Jane and I were toddling around together at the edge of our tiny yard when a teenaged girl walked up and said, "Excuse me, can I use your bathroom?"
"Sorry," I said. And then, instead of saying something true, like "my hands are full with the baby," or "my husband is on a business call inside," I said, "It's not my house."
WHY? What imp of the perverse possessed me?
"Oh," she said, "I thought you lived around here," as I thought, WHAT THE FUCK and WHY DID YOU SAY THAT and WHAT THE HELL IS WRONG WITH YOU, smiling feebly, until she went away. Now I imagine she will probably spend the next year seeing me around town and thinking, "There goes that horrible woman who lied to me instead of just letting me pee."
Outstanding success. Maybe you could tell me something incomprehensible and/or stupid you did recently, to make me feel better.
(But probably not, because that kind of naked request for comments rarely works, does it? And all the less so when you add it to the end of your post a day after you posted it in the first place.)
Well, you're a renter, so your answer is technically true, though perhaps neither as direct as one of your alternatives nor as entertaining as "It's not my dog."

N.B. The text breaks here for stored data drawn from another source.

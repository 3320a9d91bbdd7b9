//! Integration tests for the studio session
//!
//! Tests the full event flow:
//! - Deploy: normalization, mapping and room verdict together
//! - Treatments across points and zones
//! - Reset and redeploy semantics
//! - Colors and recommendations read back through the session

mod common;

use vibra_core::{
    ApplyOutcome, Intensity, RawReading, RoomSizeStatus, StudioConfig, StudioSession,
    TreatmentCatalog, TreatmentDefinition, ViewMode, ZoneImpact, ZoneKind,
};

use common::{broken_rows, key_for, studio_sweep, warehouse_sweep, SweepGenerator};

#[test]
fn test_deploy_studio_sweep() {
    let mut session = StudioSession::default();
    let report = session.deploy(&studio_sweep());

    assert_eq!(report.rows, 6);
    assert_eq!(report.points, 6);
    assert_eq!(report.dropped, 0);
    assert!(report.room.is_standard);
    assert_eq!(report.room.estimated_size_m, Some(4.0));

    let zones: Vec<ZoneKind> = session.points().iter().map(|p| p.zone).collect();
    assert_eq!(
        zones,
        [
            ZoneKind::Hotspot,
            ZoneKind::Deadspot,
            ZoneKind::Neutral,
            ZoneKind::Hotspot,
            ZoneKind::Deadspot,
            ZoneKind::Neutral,
        ]
    );

    // Second layer sits one step above the first
    let first = session.points()[0].position;
    let upper = session.points()[4].position;
    assert!((upper.y - first.y - 0.5).abs() < 1e-9);
}

#[test]
fn test_broken_rows_are_filtered() {
    let mut batch = broken_rows();
    batch.extend(studio_sweep());

    let mut session = StudioSession::default();
    let report = session.deploy(&batch);

    assert_eq!(report.dropped, broken_rows().len());
    assert_eq!(report.points, 6);
    assert_eq!(session.rows().len(), batch.len());
    // Batch indices follow the full batch, dropped rows included
    assert_eq!(session.points()[0].source.batch_index, broken_rows().len());
}

#[test]
fn test_oversized_room_is_a_verdict() {
    let mut session = StudioSession::default();
    let report = session.deploy(&warehouse_sweep());

    assert_eq!(report.points, 2);
    assert!(!report.room.is_standard);
    assert_eq!(report.room.estimated_size_m, Some(9.0));
    assert!(report.room.reason.starts_with("Outside studio standard"));

    // Treatments still work in a non-standard room
    let hot = key_for(&session, ZoneKind::Hotspot);
    assert!(session.apply_treatment(&hot, "bass_trap").changed());
}

#[test]
fn test_empty_batch() {
    let mut session = StudioSession::default();
    let report = session.deploy(&[]);

    assert_eq!(report.points, 0);
    assert!(!report.room.is_standard);
    assert_eq!(report.room.estimated_size_m, None);
    assert_eq!(report.room.reason, "No usable distance values found.");
    assert_eq!(session.extents(), None);
}

#[test]
fn test_treatment_sequence_on_hotspot() {
    let mut session = StudioSession::default();
    session.deploy(&studio_sweep());
    let hot = key_for(&session, ZoneKind::Hotspot);

    assert_eq!(
        session.apply_treatment(&hot, "bass_trap"),
        ApplyOutcome::Applied { previous: 70, severity: 35, impact: 35, locked: false }
    );
    assert_eq!(
        session.apply_treatment(&hot, "bass_trap"),
        ApplyOutcome::Applied { previous: 35, severity: 20, impact: 25, locked: true }
    );

    for id in ["bass_trap", "absorber", "diffuser", "rug"] {
        assert_eq!(session.apply_treatment(&hot, id), ApplyOutcome::Locked { severity: 20 });
    }

    let effect = session.effect(&hot).unwrap();
    assert_eq!(effect.severity, 20);
    assert!(effect.locked);
    assert_eq!(effect.applied.len(), 2);

    // Other points are untouched
    assert_eq!(session.effects().count(), 1);
}

#[test]
fn test_treatments_are_per_point() {
    let mut session = StudioSession::default();
    session.deploy(&studio_sweep());

    let keys: Vec<String> = session.points().iter().map(|p| p.key.clone()).collect();
    let hot_a = &keys[0];
    let hot_b = &keys[3];

    session.apply_treatment(hot_a, "absorber");
    session.apply_treatment(hot_b, "rug");

    assert_eq!(session.effect(hot_a).unwrap().severity, 45);
    assert_eq!(session.effect(hot_b).unwrap().severity, 55);
}

#[test]
fn test_neutral_points_only_respond_to_diffusers() {
    let mut session = StudioSession::default();
    session.deploy(&studio_sweep());
    let neutral = key_for(&session, ZoneKind::Neutral);

    assert_eq!(session.apply_treatment(&neutral, "bass_trap"), ApplyOutcome::NoEffect);
    assert!(session.effect(&neutral).is_none());

    assert!(session.apply_treatment(&neutral, "diffuser").changed());
    assert_eq!(session.effect(&neutral).unwrap().severity, 65);
}

#[test]
fn test_reset_after_deploy_and_treatments() {
    let mut session = StudioSession::default();
    session.deploy(&studio_sweep());
    let hot = key_for(&session, ZoneKind::Hotspot);
    session.apply_treatment(&hot, "bass_trap");
    session.select_point(&hot);
    session.set_view_mode(ViewMode::Before);

    session.reset();

    assert!(session.points().is_empty());
    assert_eq!(session.effects().count(), 0);
    assert_eq!(session.selected(), None);
    assert_eq!(session.view_mode(), ViewMode::After);
    assert_eq!(session.room_status(), &RoomSizeStatus::pending());

    // Reset is always safe
    session.reset();
    assert!(session.points().is_empty());
}

#[test]
fn test_redeploy_keeps_keys_but_not_effects() {
    let mut session = StudioSession::default();
    session.deploy(&studio_sweep());
    let hot = key_for(&session, ZoneKind::Hotspot);
    session.apply_treatment(&hot, "bass_trap");

    session.deploy(&studio_sweep());
    assert!(session.batch().get(&hot).is_some());
    assert!(session.effect(&hot).is_none());
    assert_eq!(session.colors(&hot).unwrap().after, session.colors(&hot).unwrap().before);
}

#[test]
fn test_recommendations() {
    let mut session = StudioSession::default();
    session.deploy(&studio_sweep());

    assert_eq!(session.best_treatment(ZoneKind::Hotspot).unwrap().id.as_str(), "bass_trap");
    assert_eq!(session.best_treatment(ZoneKind::Deadspot).unwrap().id.as_str(), "diffuser");

    let dead = key_for(&session, ZoneKind::Deadspot);
    session.select_point(&dead);
    session.apply_treatment(&dead, "diffuser");
    session.apply_treatment(&dead, "bass_trap");
    session.apply_treatment(&dead, "diffuser");

    // 70 - 20 - 5 - 14
    let rec = session.recommendation().unwrap();
    assert_eq!(rec.zone, ZoneKind::Deadspot);
    assert_eq!(rec.severity, 31);
    assert_eq!(rec.intensity, Intensity::Medium);
    assert_eq!(rec.applied, vec!["Diffuser ×2", "Bass Trap ×1"]);
    assert_eq!(rec.dominant, Some("Diffuser"));
}

#[test]
fn test_custom_catalog() {
    let catalog = TreatmentCatalog::new(vec![
        TreatmentDefinition::new("cloud", "Ceiling Cloud", ZoneImpact::new(20, 0, 0)),
        TreatmentDefinition::new("panel", "Wall Panel", ZoneImpact::new(40, 0, 0)),
    ])
    .unwrap();
    let mut session = StudioSession::new(StudioConfig::default(), catalog).unwrap();
    session.deploy(&studio_sweep());

    let hot = key_for(&session, ZoneKind::Hotspot);
    assert_eq!(session.best_treatment(ZoneKind::Hotspot).unwrap().name, "Wall Panel");
    assert_eq!(session.apply_treatment(&hot, "bass_trap"), ApplyOutcome::UnknownTreatment);
    assert!(session.apply_treatment(&hot, "panel").changed());
}

#[test]
fn test_view_mode_colors() {
    let mut session = StudioSession::default();
    session.deploy(&studio_sweep());
    let dead = key_for(&session, ZoneKind::Deadspot);

    session.apply_treatment(&dead, "diffuser");
    let after = session.display_color(&dead).unwrap();
    session.set_view_mode(ViewMode::Before);
    let before = session.display_color(&dead).unwrap();

    assert_eq!(before.to_hex(), "#4292c6");
    assert_ne!(after, before);
}

#[test]
fn test_large_generated_sweep() {
    let mut generator = SweepGenerator::new(7);
    let batch = generator.sweep(4, 5, 240.0);
    assert_eq!(batch.len(), 4 * 72);

    let mut session = StudioSession::default();
    let report = session.deploy(&batch);

    assert_eq!(report.points + report.dropped, batch.len());
    assert!(report.dropped > 0);

    let mut keys: Vec<&str> = session.batch().keys().collect();
    keys.sort_unstable();
    keys.dedup();
    assert_eq!(keys.len(), report.points);

    let bounds = session.extents().unwrap();
    assert!(bounds.width() <= 4.8 + 1e-9);
    assert!(bounds.depth() <= 4.8 + 1e-9);
}

#[test]
fn test_numeric_and_text_fields_agree() {
    let text = RawReading::new("30", "70", "150", "0.4", "Hot Spot", "Layer 1");
    let numeric = RawReading::new(30.0, 70.0, 150.0, 0.4, "Hot Spot", "Layer 1");

    let mut a = StudioSession::default();
    let mut b = StudioSession::default();
    a.deploy(&[text]);
    b.deploy(&[numeric]);

    assert_eq!(a.points()[0].position, b.points()[0].position);
    assert_eq!(a.points()[0].key, b.points()[0].key);
}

Posted by: anapestic | 06/15/2011 at 01:33 PM
I wish my imp of the perverse worked more on the "It's not my dog" model.
Posted by: redfox | 06/15/2011 at 02:15 PM
Okay, I will tell you something stupid that I did almost a year ago and that I still think of regularly, unbidden and with a sudden hot thump of mild shame.
There was a wonderful used bookstore a few blocks from my home, and predictably I stopped in there at least once a week for the past few years. (For whatever reason, the owner never grew to recognize me, and often viewed me with the kind of suspicious that only the elderly and bookish can radiate.) Then the owner decided to retire, so she announced that the shop was closing.

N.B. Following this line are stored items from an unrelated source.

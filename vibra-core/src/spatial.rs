//! Spatial Mapping of Readings into Scene Coordinates
//!
//! ## Geometry
//!
//! The rig sits at the room's center and sweeps a horizontal circle per
//! layer. A reading at angle θ and range r lands on that circle:
//!
//! ```text
//!            z
//!            ↑   • (r·cos θ, r·sin θ)
//!            |  /
//!            | / r
//!            |/ θ
//!   ---------+--------→ x
//!            |
//!
//! y = layer_index · layer_height_step + base_height
//! ```
//!
//! Units are meters throughout.
//!
//! ## Point Identity
//!
//! Each point gets a key built from the original row text and its position
//! in the batch:
//!
//! ```text
//! "Layer 2__45__150cm__7"
//!  layer    angle distance batch index
//! ```
//!
//! The batch index makes keys unique even when two rows are identical. Keys
//! are only stable for one deployed batch; redeploying recomputes them, so
//! any state keyed by them must be cleared at the same time.
//!
//! ## Extents
//!
//! While mapping, the running min/max of `x` and `z` is tracked so the
//! renderer can size an enclosing boundary without a second pass.

use alloc::format;
use alloc::string::String;
use alloc::vec::Vec;

use crate::constants::mapping::{
    KEY_SEPARATOR, LAYER_BASE_HEIGHT_M, LAYER_HEIGHT_STEP_M, LAYER_LABEL_PREFIX,
};
use crate::errors::{ConfigError, ConfigResult};
use crate::reading::{NormalizedReading, RawReading};
use crate::traits::Validatable;
use crate::zone::ZoneKind;

/// Scene position in meters
#[derive(Debug, Clone, Copy, PartialEq, Default)]
#[cfg_attr(feature = "serde", derive(serde::Serialize, serde::Deserialize))]
pub struct Vec3 {
    /// East-west
    pub x: f64,
    /// Height above floor
    pub y: f64,
    /// North-south
    pub z: f64,
}

/// Horizontal bounding box of a mapped batch
#[derive(Debug, Clone, Copy, PartialEq)]
#[cfg_attr(feature = "serde", derive(serde::Serialize, serde::Deserialize))]
pub struct Extents {
    /// Smallest x seen
    pub min_x: f64,
    /// Largest x seen
    pub max_x: f64,
    /// Smallest z seen
    pub min_z: f64,
    /// Largest z seen
    pub max_z: f64,
}

impl Extents {
    /// Box containing a single point
    pub fn at(x: f64, z: f64) -> Self {
        Self { min_x: x, max_x: x, min_z: z, max_z: z }
    }

    /// Grow to contain `(x, z)`
    pub fn include(&mut self, x: f64, z: f64) {
        self.min_x = self.min_x.min(x);
        self.max_x = self.max_x.max(x);
        self.min_z = self.min_z.min(z);
        self.max_z = self.max_z.max(z);
    }

    /// Size along x
    pub fn width(&self) -> f64 {
        self.max_x - self.min_x
    }

    /// Size along z
    pub fn depth(&self) -> f64 {
        self.max_z - self.min_z
    }

    /// Center of the box on the floor plane
    pub fn center(&self) -> (f64, f64) {
        ((self.min_x + self.max_x) / 2.0, (self.min_z + self.max_z) / 2.0)
    }
}

/// A reading placed in the scene
#[derive(Debug, Clone, PartialEq)]
#[cfg_attr(feature = "serde", derive(serde::Serialize, serde::Deserialize))]
pub struct SpatialPoint {
    /// Identity within the deployed batch
    pub key: String,
    /// Scene position
    pub position: Vec3,
    /// Zone category
    pub zone: ZoneKind,
    /// Reading the point was built from
    pub source: NormalizedReading,
}

/// Layer placement settings
#[derive(Debug, Clone, Copy, PartialEq)]
#[cfg_attr(feature = "serde", derive(serde::Serialize, serde::Deserialize))]
#[cfg_attr(feature = "serde", serde(default))]
pub struct MappingConfig {
    /// Vertical distance between layers (meters)
    pub layer_height_step_m: f64,
    /// Height of layer 0 (meters)
    pub base_height_m: f64,
}

impl Default for MappingConfig {
    fn default() -> Self {
        Self {
            layer_height_step_m: LAYER_HEIGHT_STEP_M,
            base_height_m: LAYER_BASE_HEIGHT_M,
        }
    }
}

impl MappingConfig {
    /// Create settings with custom layer placement
    pub fn new(layer_height_step_m: f64, base_height_m: f64) -> ConfigResult<Self> {
        let config = Self { layer_height_step_m, base_height_m };
        config.validate()?;
        Ok(config)
    }

    /// Check that every setting is finite
    pub fn validate(&self) -> ConfigResult<()> {
        if !self.layer_height_step_m.is_valid() {
            return Err(ConfigError::NonFinite { field: "layer_height_step_m" });
        }
        if !self.base_height_m.is_valid() {
            return Err(ConfigError::NonFinite { field: "base_height_m" });
        }
        Ok(())
    }

    /// Height of a layer
    pub fn layer_height(&self, layer_index: u32) -> f64 {
        layer_index as f64 * self.layer_height_step_m + self.base_height_m
    }
}

/// Points of one deployed batch plus their horizontal extents
#[derive(Debug, Clone, Default, PartialEq)]
pub struct MappedBatch {
    points: Vec<SpatialPoint>,
    extents: Option<Extents>,
}

impl MappedBatch {
    /// Points in batch order
    pub fn points(&self) -> &[SpatialPoint] {
        &self.points
    }

    /// Bounding box; `None` for an empty batch
    pub fn extents(&self) -> Option<Extents> {
        self.extents
    }

    /// Look a point up by key
    pub fn get(&self, key: &str) -> Option<&SpatialPoint> {
        self.points.iter().find(|p| p.key == key)
    }

    /// All keys in batch order
    pub fn keys(&self) -> impl Iterator<Item = &str> {
        self.points.iter().map(|p| p.key.as_str())
    }

    /// Number of points
    pub fn len(&self) -> usize {
        self.points.len()
    }

    /// True when nothing was mapped
    pub fn is_empty(&self) -> bool {
        self.points.is_empty()
    }
}

/// Build the identity key for a row.
///
/// Blank layer labels are replaced by `Layer {index + 1}` so keys stay
/// readable.
pub fn point_key(raw: &RawReading, layer_index: u32, batch_index: usize) -> String {
    let layer = match raw.layer_label().map(str::trim) {
        Some(label) if !label.is_empty() => String::from(label),
        _ => format!("{}{}", LAYER_LABEL_PREFIX, layer_index as u64 + 1),
    };

    format!(
        "{layer}{sep}{angle}{sep}{distance}{sep}{index}",
        layer = layer,
        angle = raw.angle,
        distance = raw.distance,
        index = batch_index,
        sep = KEY_SEPARATOR,
    )
}

/// Projects normalized readings into the scene
#[derive(Debug, Clone, Copy, Default, PartialEq)]
pub struct SpatialMapper {
    config: MappingConfig,
}

impl SpatialMapper {
    /// Mapper with custom layer placement
    pub fn new(config: MappingConfig) -> Self {
        Self { config }
    }

    /// Active settings
    pub fn config(&self) -> &MappingConfig {
        &self.config
    }

    /// Scene position of one reading
    pub fn position(&self, reading: &NormalizedReading) -> Vec3 {
        let angle_rad = reading.angle_rad();
        Vec3 {
            x: libm::cos(angle_rad) * reading.distance_m,
            y: self.config.layer_height(reading.layer_index),
            z: libm::sin(angle_rad) * reading.distance_m,
        }
    }

    /// Map one reading to a point
    pub fn map_reading(&self, reading: &NormalizedReading) -> SpatialPoint {
        SpatialPoint {
            key: point_key(&reading.raw, reading.layer_index, reading.batch_index),
            position: self.position(reading),
            zone: reading.zone,
            source: reading.clone(),
        }
    }

    /// Map a batch, tracking extents as points are placed
    pub fn map(&self, readings: &[NormalizedReading]) -> MappedBatch {
        let mut points = Vec::with_capacity(readings.len());
        let mut extents: Option<Extents> = None;

        for reading in readings {
            let point = self.map_reading(reading);
            let Vec3 { x, z, .. } = point.position;
            match extents.as_mut() {
                Some(bounds) => bounds.include(x, z),
                None => extents = Some(Extents::at(x, z)),
            }
            points.push(point);
        }

        MappedBatch { points, extents }
    }
}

A month or so before the closing, on similarly satisfying day to the one you describe, I finished a busy round of errands and tasks by stopping into the bookstore, where of course the owner looked at me askance.
I said to her, "I'll be so sorry to see the store close. The whole neighborhood will miss you."
For the first time ever, she smiled at me. She said modestly, "Well, that's a shame."
... and I said, "I'm sure we'll muddle along."
I am an idiot.
Posted by: Elsa | 06/15/2011 at 04:36 PM
Don't feel badly. She probably was a kleptomaniac/axe murderer, and your imp enabled you to escape a fate worse than death.
Posted by: kmkat | 06/15/2011 at 09:25 PM
I'm with kmkat... you didn't know her and she didn't know you, and it was strange.
Posted by: Suze | 06/16/2011 at 09:59 AM
The last time I let a stranger into my (shared) home to "use the bathroom", she stole my roommate's ring and my last $20. I was 19, and haven't done so since. Probably she was fine, but maybe not.
Posted by: Mum | 06/16/2011 at 01:13 PM
Elsa: THANK YOU. I love you. Sudden hot thumps of mild shame are the story of my life.
Kmkat, Suze, and Mum: You all make a fine point, but surely I could have avoided letting her in without telling a wholly gratuitous lie. Although, now that I think about it, if she did have something nefarious in mind, that would make it exceedingly unlikely that she spent or will spend any time thinking about what a big liar I am!